Research protocols typically specify which imaging methods must be used and at what intervals. For infant studies, ultrasound measurements might be standardized using specific angles and measurements of the hip joint that quantify how well the femoral head sits in the acetabulum. These measurements allow researchers to objectively compare the severity of hip dysplasia between different babies and to track whether the condition improves with treatment.[4]
X-ray studies in clinical trials often include specific views of the hip taken from particular angles. Researchers measure various angles and relationships between bones to classify the degree of dysplasia precisely. These standardized measurements help ensure that all participants in a study are diagnosed and evaluated in the same way, making the research results more reliable and comparable across different medical centers.
Physical examination findings also need to be documented systematically in clinical trials. Researchers use standardized forms to record the results of tests like the Ortolani and Barlow maneuvers, ensuring that different examiners describe their findings in consistent ways.
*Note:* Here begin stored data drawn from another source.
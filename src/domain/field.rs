use serde::{Deserialize, Serialize};
use std::collections::HashMap;
use std::fmt;
use std::str::FromStr;

pub type FieldId = i64;
pub type SchemaId = i64;

/// The default (resource) metadata schema.
pub const DEFAULT_SCHEMA_ID: SchemaId = 0;
/// The user metadata schema. Fields in this schema are evaluated against the
/// acting user rather than the record under consideration.
pub const USER_SCHEMA_ID: SchemaId = 1;

/// Metadata field types of the collections platform.
#[derive(Debug, Clone, Copy, PartialEq, Eq, Hash, Serialize, Deserialize)]
pub enum FieldType {
    Text,
    Paragraph,
    Number,
    Date,
    Timestamp,
    Tree,
    ControlledName,
    Option,
    Flag,
    User,
    Url,
    File,
}

impl FieldType {
    /// True if values of this type normalize to a list of associated ids
    /// rather than a single scalar.
    pub fn is_multi_valued(self) -> bool {
        matches!(
            self,
            FieldType::Tree | FieldType::ControlledName | FieldType::Option | FieldType::User
        )
    }

    /// True if the type can appear in a privilege set condition at all.
    pub fn supports_conditions(self) -> bool {
        matches!(
            self,
            FieldType::Number
                | FieldType::Date
                | FieldType::Timestamp
                | FieldType::Option
                | FieldType::Flag
                | FieldType::User
        )
    }
}

impl fmt::Display for FieldType {
    fn fmt(&self, f: &mut fmt::Formatter<'_>) -> fmt::Result {
        let name = match self {
            FieldType::Text => "Text",
            FieldType::Paragraph => "Paragraph",
            FieldType::Number => "Number",
            FieldType::Date => "Date",
            FieldType::Timestamp => "Timestamp",
            FieldType::Tree => "Tree",
            FieldType::ControlledName => "ControlledName",
            FieldType::Option => "Option",
            FieldType::Flag => "Flag",
            FieldType::User => "User",
            FieldType::Url => "Url",
            FieldType::File => "File",
        };
        write!(f, "{name}")
    }
}

impl FromStr for FieldType {
    type Err = String;

    fn from_str(s: &str) -> Result<Self, Self::Err> {
        match s {
            "Text" => Ok(FieldType::Text),
            "Paragraph" => Ok(FieldType::Paragraph),
            "Number" => Ok(FieldType::Number),
            "Date" => Ok(FieldType::Date),
            "Timestamp" => Ok(FieldType::Timestamp),
            "Tree" => Ok(FieldType::Tree),
            "ControlledName" => Ok(FieldType::ControlledName),
            "Option" => Ok(FieldType::Option),
            "Flag" => Ok(FieldType::Flag),
            "User" => Ok(FieldType::User),
            "Url" => Ok(FieldType::Url),
            "File" => Ok(FieldType::File),
            other => Err(format!("unknown field type: {other}")),
        }
    }
}

/// A metadata field definition, as far as privilege evaluation needs one.
#[derive(Debug, Clone, PartialEq, Serialize, Deserialize)]
pub struct MetadataField {
    pub id: FieldId,
    pub name: String,
    pub field_type: FieldType,
    pub schema_id: SchemaId,
}

impl MetadataField {
    pub fn new(id: FieldId, name: &str, field_type: FieldType, schema_id: SchemaId) -> Self {
        Self {
            id,
            name: name.to_string(),
            field_type,
            schema_id,
        }
    }
}

/// In-memory snapshot of the metadata field definitions, used where field
/// names must be resolved synchronously (XML authoring format).
#[derive(Debug, Clone, Default)]
pub struct MetadataSchema {
    by_id: HashMap<FieldId, MetadataField>,
}

impl MetadataSchema {
    pub fn new(fields: Vec<MetadataField>) -> Self {
        let by_id = fields.into_iter().map(|f| (f.id, f)).collect();
        Self { by_id }
    }

    pub fn field(&self, id: FieldId) -> Option<&MetadataField> {
        self.by_id.get(&id)
    }

    pub fn field_by_name(&self, name: &str) -> Option<&MetadataField> {
        self.by_id.values().find(|f| f.name == name)
    }

    pub fn fields(&self) -> impl Iterator<Item = &MetadataField> {
        self.by_id.values()
    }
}

#[cfg(test)]
mod tests {
    use super::*;

    #[test]
    fn test_field_type_round_trip() {
        for t in [
            FieldType::Text,
            FieldType::Number,
            FieldType::Date,
            FieldType::Timestamp,
            FieldType::Option,
            FieldType::Flag,
            FieldType::User,
        ] {
            assert_eq!(t.to_string().parse::<FieldType>().unwrap(), t);
        }
        assert!("Bogus".parse::<FieldType>().is_err());
    }

    #[test]
    fn test_condition_support() {
        assert!(FieldType::Date.supports_conditions());
        assert!(FieldType::User.supports_conditions());
        assert!(!FieldType::Text.supports_conditions());
        assert!(!FieldType::File.supports_conditions());
    }

    #[test]
    fn test_schema_lookup() {
        let schema = MetadataSchema::new(vec![
            MetadataField::new(4, "Category", FieldType::Option, DEFAULT_SCHEMA_ID),
            MetadataField::new(8, "Date Of Record Release", FieldType::Timestamp, DEFAULT_SCHEMA_ID),
        ]);
        assert_eq!(schema.field(4).unwrap().name, "Category");
        assert_eq!(schema.field_by_name("Date Of Record Release").unwrap().id, 8);
        assert!(schema.field(99).is_none());
        assert!(schema.field_by_name("Nope").is_none());
    }
}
They may also measure and record range of motion in degrees, leg length differences in centimeters, and other objective measures that can be compared before and after treatment.[14]
For studies involving older children and adults, clinical trial protocols might require additional assessments beyond basic imaging. These could include questionnaires about pain levels, daily function, and quality of life. Some trials use advanced imaging techniques like MRI to evaluate the condition of cartilage and other soft tissues in detail, creating baseline measurements that help researchers understand whether a treatment is working.[11]
Clinical trials may also require documentation of risk factors and family history to help researchers understand which patients are most likely to benefit from particular treatments. This information gathering is more comprehensive than what happens during routine care appointments, as research aims to identify patterns and factors that predict treatment success. Participants typically undergo more frequent follow-up appointments and imaging studies than patients receiving standard care, allowing researchers to monitor progress closely and detect any problems early.[4]